**Assigned task:**
Each record below should be given again exactly as it reads.

**Data for processing:**

----------------

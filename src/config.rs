use std::path::Path;

use anyhow::{Context, Result, bail};
use chrono::{DateTime, NaiveDate, Utc};
use serde::Deserialize;
use sha2::{Digest, Sha256};

use crate::artefact::Browser;
use crate::export::ExportFormat;
use crate::logging::LogFormat;
use crate::pipeline::TimeRange;
use crate::timestamp;

#[derive(Debug, Deserialize, Clone)]
#[serde(default)]
pub struct Config {
    pub run_id: String,
    pub browsers: Vec<Browser>,
    pub start_date: String,
    pub end_date: String,
    pub output_format: ExportFormat,
    pub file_base_name: String,
    pub log_level: String,
    pub log_format: LogFormat,
    pub workers: usize,
    pub timestamp_diagnostics: bool,
}

impl Default for Config {
    fn default() -> Self {
        Self {
            run_id: String::new(),
            browsers: Browser::all().to_vec(),
            start_date: "2000-01-01".to_string(),
            end_date: "now".to_string(),
            output_format: ExportFormat::Json,
            file_base_name: "BrowserArtifacts".to_string(),
            log_level: "info".to_string(),
            log_format: LogFormat::Text,
            workers: 1,
            timestamp_diagnostics: false,
        }
    }
}

#[derive(Debug, Clone)]
pub struct LoadedConfig {
    pub config: Config,
    pub config_hash: String,
}

pub fn load_config(path: Option<&Path>) -> Result<LoadedConfig> {
    let bytes: Vec<u8> = if let Some(p) = path {
        std::fs::read(p).with_context(|| format!("reading config {}", p.display()))?
    } else {
        include_bytes!("../config/default.yml").to_vec()
    };

    let mut config: Config = serde_yaml::from_slice(&bytes).context("parsing config")?;
    if config.run_id.trim().is_empty() {
        config.run_id = generate_run_id();
    }

    let config_hash = hash_bytes(&bytes);

    Ok(LoadedConfig { config, config_hash })
}

/// Parse a range bound: `YYYY-MM-DD` is midnight UTC of that day, `now` is
/// `now`.
pub fn parse_date_bound(value: &str, now: &DateTime<Utc>) -> Result<i64> {
    let value = value.trim();
    if value.eq_ignore_ascii_case("now") {
        return Ok(timestamp::from_datetime(now));
    }
    let date = NaiveDate::parse_from_str(value, "%Y-%m-%d")
        .with_context(|| format!("invalid date {value:?}, expected YYYY-MM-DD or now"))?;
    let midnight = date
        .and_hms_opt(0, 0, 0)
        .with_context(|| format!("invalid date {value:?}"))?
        .and_utc();
    Ok(timestamp::from_datetime(&midnight))
}

pub fn resolve_range(start: &str, end: &str) -> Result<TimeRange> {
    let now = Utc::now();
    let start_us = parse_date_bound(start, &now)?;
    let end_us = parse_date_bound(end, &now)?;
    if start_us > end_us {
        bail!("start date {start} is after end date {end}");
    }
    Ok(TimeRange::new(start_us, end_us))
}

fn hash_bytes(bytes: &[u8]) -> String {
    let mut hasher = Sha256::new();
    hasher.update(bytes);
    let digest = hasher.finalize();
    hex::encode(digest)
}

fn generate_run_id() -> String {
    let now = Utc::now();
    format!("{}_{}", now.format("%Y%m%dT%H%M%SZ"), rand_suffix())
}

fn rand_suffix() -> String {
    use std::time::{SystemTime, UNIX_EPOCH};
    let nanos = SystemTime::now()
        .duration_since(UNIX_EPOCH)
        .map(|d| d.subsec_nanos())
        .unwrap_or(0);
    format!("{:08x}", nanos)
}
impl Extractor for Downloads {
    fn browser(&self) -> Browser {
        Browser::Firefox
    }

    fn name(&self) -> &'static str {
        "downloads"
    }

    fn extract(&self, profile: &ProfilePaths) -> Result<Vec<Artefact>, ExtractError> {
        extract_sqlite(self, &profile.data_dir.join("places.sqlite"))
    }
}

impl RowExtractor for Downloads {
    fn query(&self) -> &'static str {
        "SELECT dest.content AS file, meta.content AS metadata, \
         dest.dateAdded AS date_added, dest.lastModified AS last_modified, \
         place.url AS url, place.title AS title, place.visit_count AS visit_count \
         FROM moz_annos AS dest \
         JOIN moz_anno_attributes AS dest_attr \
           ON dest_attr.id = dest.anno_attribute_id \
          AND dest_attr.name = 'downloads/destinationFileURI' \
         LEFT JOIN moz_anno_attributes AS meta_attr ON meta_attr.name = 'downloads/metaData' \
         LEFT JOIN moz_annos AS meta \
           ON meta.place_id = dest.place_id AND meta.anno_attribute_id = meta_attr.id \
         LEFT JOIN moz_places AS place ON place.id = dest.place_id \
         ORDER BY dest.id"
    }

    fn map_row(&self, row: &Row) -> Result<Vec<Artefact>, ExtractError> {
        let metadata = non_empty(row.opt_text("metadata")?);

        let mut payload = Artefact::new(ArtefactType::Download);
        payload.url = row.opt_text("url")?;
        payload.title = non_empty(row.opt_text("title")?);
        payload.filename = non_empty(row.opt_text("file")?);
        payload.visit_count = row.opt_int("visit_count")?;
        payload.bytes_in = metadata
            .as_deref()
            .and_then(|m| serde_json::from_str::<DownloadMetadata>(m).ok())
            .and_then(|m| m.file_size);
        payload.metadata = metadata;

        Ok(payload.fan_out([
            (TimestampKind::DateAdded, prtime(row.opt_int("date_added")?)),
            (TimestampKind::LastModified, prtime(row.opt_int("last_modified")?)),
        ]))
    }
}

pub struct Bookmarks;

impl Extractor for Bookmarks {
    fn browser(&self) -> Browser {
        Browser::Firefox
    }

    fn name(&self) -> &'static str {
        "bookmarks"
    }

    fn extract(&self, profile: &ProfilePaths) -> Result<Vec<Artefact>, ExtractError> {
        extract_sqlite(self, &profile.data_dir.join("places.sqlite"))
    }
}

impl RowExtractor for Bookmarks {
    fn query(&self) -> &'static str {
        "SELECT bookmark.title AS bookmark_title, bookmark.dateAdded AS date_added, \
         bookmark.lastModified AS last_modified, place.url AS url, place.title AS title, \
         place.visit_count AS visit_count \
         FROM moz_bookmarks AS bookmark \
         LEFT JOIN moz_places AS place ON place.id = bookmark.fk \
         ORDER BY bookmark.id"
    }

    fn map_row(&self, row: &Row) -> Result<Vec<Artefact>, ExtractError> {
        let mut payload = Artefact::new(ArtefactType::Bookmark);
        payload.url = row.opt_text("url")?;
        payload.title = non_empty(row.opt_text("title")?);
        payload.bookmark_title = non_empty(row.opt_text("bookmark_title")?);
        payload.visit_count = row.opt_int("visit_count")?;

        Ok(payload.fan_out([
            (TimestampKind::DateAdded, prtime(row.opt_int("date_added")?)),
            (TimestampKind::LastModified, prtime(row.opt_int("last_modified")?)),
        ]))
    }
}

pub struct FormHistory;

impl FormHistory {
    const WITHOUT_SOURCES: &'static str = "SELECT fieldname, value, timesUsed AS times_used, \
         firstUsed AS first_used, lastUsed AS last_used, NULL AS source \
         FROM moz_formhistory ORDER BY id";
}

----------------

**Answer section:**
filename src/config.rs
use std::path::Path;

use anyhow::{Context, Result, bail};
use chrono::{DateTime, NaiveDate, Utc};
use serde::Deserialize;
use sha2::{Digest, Sha256};

use crate::artefact::Browser;
use crate::export::ExportFormat;
use crate::logging::LogFormat;
use crate::pipeline::TimeRange;
use crate::timestamp;

#[derive(Debug, Deserialize, Clone)]
#[serde(default)]
pub struct Config {
    pub run_id: String,
    pub browsers: Vec<Browser>,
    pub start_date: String,
    pub end_date: String,
    pub output_format: ExportFormat,
    pub file_base_name: String,
    pub log_level: String,
    pub log_format: LogFormat,
    pub workers: usize,
    pub timestamp_diagnostics: bool,
}

impl Default for Config {
    fn default() -> Self {
        Self {
            run_id: String::new(),
            browsers: Browser::all().to_vec(),
            start_date: "2000-01-01".to_string(),
            end_date: "now".to_string(),
            output_format: ExportFormat::Json,
            file_base_name: "BrowserArtifacts".to_string(),
            log_level: "info".to_string(),
            log_format: LogFormat::Text,
            workers: 1,
            timestamp_diagnostics: false,
        }
    }
}

#[derive(Debug, Clone)]
pub struct LoadedConfig {
    pub config: Config,
    pub config_hash: String,
}

pub fn load_config(path: Option<&Path>) -> Result<LoadedConfig> {
    let bytes: Vec<u8> = if let Some(p) = path {
        std::fs::read(p).with_context(|| format!("reading config {}", p.display()))?
    } else {
        include_bytes!("../config/default.yml").to_vec()
    };

    let mut config: Config = serde_yaml::from_slice(&bytes).context("parsing config")?;
    if config.run_id.trim().is_empty() {
        config.run_id = generate_run_id();
    }

    let config_hash = hash_bytes(&bytes);

    Ok(LoadedConfig { config, config_hash })
}

/// Parse a range bound: `YYYY-MM-DD` is midnight UTC of that day, `now` is
/// `now`.
pub fn parse_date_bound(value: &str, now: &DateTime<Utc>) -> Result<i64> {
    let value = value.trim();
    if value.eq_ignore_ascii_case("now") {
        return Ok(timestamp::from_datetime(now));
    }
    let date = NaiveDate::parse_from_str(value, "%Y-%m-%d")
        .with_context(|| format!("invalid date {value:?}, expected YYYY-MM-DD or now"))?;
    let midnight = date
        .and_hms_opt(0, 0, 0)
        .with_context(|| format!("invalid date {value:?}"))?
        .and_utc();
    Ok(timestamp::from_datetime(&midnight))
}

pub fn resolve_range(start: &str, end: &str) -> Result<TimeRange> {
    let now = Utc::now();
    let start_us = parse_date_bound(start, &now)?;
    let end_us = parse_date_bound(end, &now)?;
    if start_us > end_us {
        bail!("start date {start} is after end date {end}");
    }
    Ok(TimeRange::new(start_us, end_us))
}

fn hash_bytes(bytes: &[u8]) -> String {
    let mut hasher = Sha256::new();
    hasher.update(bytes);
    let digest = hasher.finalize();
    hex::encode(digest)
}

fn generate_run_id() -> String {
    let now = Utc::now();
    format!("{}_{}", now.format("%Y%m%dT%H%M%SZ"), rand_suffix())
}

fn rand_suffix() -> String {
    use std::time::{SystemTime, UNIX_EPOCH};
    let nanos = SystemTime::now()
        .duration_since(UNIX_EPOCH)
        .map(|d| d.subsec_nanos())
        .unwrap_or(0);
    format!("{:08x}", nanos)
}
impl Extractor for Downloads {
    fn browser(&self) -> Browser {
        Browser::Firefox
    }

    fn name(&self) -> &'static str {
        "downloads"
    }

    fn extract(&self, profile: &ProfilePaths) -> Result<Vec<Artefact>, ExtractError> {
        extract_sqlite(self, &profile.data_dir.join("places.sqlite"))
    }
}

impl RowExtractor for Downloads {
    fn query(&self) -> &'static str {
        "SELECT dest.content AS file, meta.content AS metadata, \
         dest.dateAdded AS date_added, dest.lastModified AS last_modified, \
         place.url AS url, place.title AS title, place.visit_count AS visit_count \
         FROM moz_annos AS dest \
         JOIN moz_anno_attributes AS dest_attr \
           ON dest_attr.id = dest.anno_attribute_id \
          AND dest_attr.name = 'downloads/destinationFileURI' \
         LEFT JOIN moz_anno_attributes AS meta_attr ON meta_attr.name = 'downloads/metaData' \
         LEFT JOIN moz_annos AS meta \
           ON meta.place_id = dest.place_id AND meta.anno_attribute_id = meta_attr.id \
         LEFT JOIN moz_places AS place ON place.id = dest.place_id \
         ORDER BY dest.id"
    }

    fn map_row(&self, row: &Row) -> Result<Vec<Artefact>, ExtractError> {
        let metadata = non_empty(row.opt_text("metadata")?);

        let mut payload = Artefact::new(ArtefactType::Download);
        payload.url = row.opt_text("url")?;
        payload.title = non_empty(row.opt_text("title")?);
        payload.filename = non_empty(row.opt_text("file")?);
        payload.visit_count = row.opt_int("visit_count")?;
        payload.bytes_in = metadata
            .as_deref()
            .and_then(|m| serde_json::from_str::<DownloadMetadata>(m).ok())
            .and_then(|m| m.file_size);
        payload.metadata = metadata;

        Ok(payload.fan_out([
            (TimestampKind::DateAdded, prtime(row.opt_int("date_added")?)),
            (TimestampKind::LastModified, prtime(row.opt_int("last_modified")?)),
        ]))
    }
}

pub struct Bookmarks;

impl Extractor for Bookmarks {
    fn browser(&self) -> Browser {
        Browser::Firefox
    }

    fn name(&self) -> &'static str {
        "bookmarks"
    }

    fn extract(&self, profile: &ProfilePaths) -> Result<Vec<Artefact>, ExtractError> {
        extract_sqlite(self, &profile.data_dir.join("places.sqlite"))
    }
}

impl RowExtractor for Bookmarks {
    fn query(&self) -> &'static str {
        "SELECT bookmark.title AS bookmark_title, bookmark.dateAdded AS date_added, \
         bookmark.lastModified AS last_modified, place.url AS url, place.title AS title, \
         place.visit_count AS visit_count \
         FROM moz_bookmarks AS bookmark \
         LEFT JOIN moz_places AS place ON place.id = bookmark.fk \
         ORDER BY bookmark.id"
    }

    fn map_row(&self, row: &Row) -> Result<Vec<Artefact>, ExtractError> {
        let mut payload = Artefact::new(ArtefactType::Bookmark);
        payload.url = row.opt_text("url")?;
        payload.title = non_empty(row.opt_text("title")?);
        payload.bookmark_title = non_empty(row.opt_text("bookmark_title")?);
        payload.visit_count = row.opt_int("visit_count")?;

        Ok(payload.fan_out([
            (TimestampKind::DateAdded, prtime(row.opt_int("date_added")?)),
            (TimestampKind::LastModified, prtime(row.opt_int("last_modified")?)),
        ]))
    }
}

pub struct FormHistory;

impl FormHistory {
    const WITHOUT_SOURCES: &'static str = "SELECT fieldname, value, timesUsed AS times_used, \
         firstUsed AS first_used, lastUsed AS last_used, NULL AS source \
         FROM moz_formhistory ORDER BY id";
}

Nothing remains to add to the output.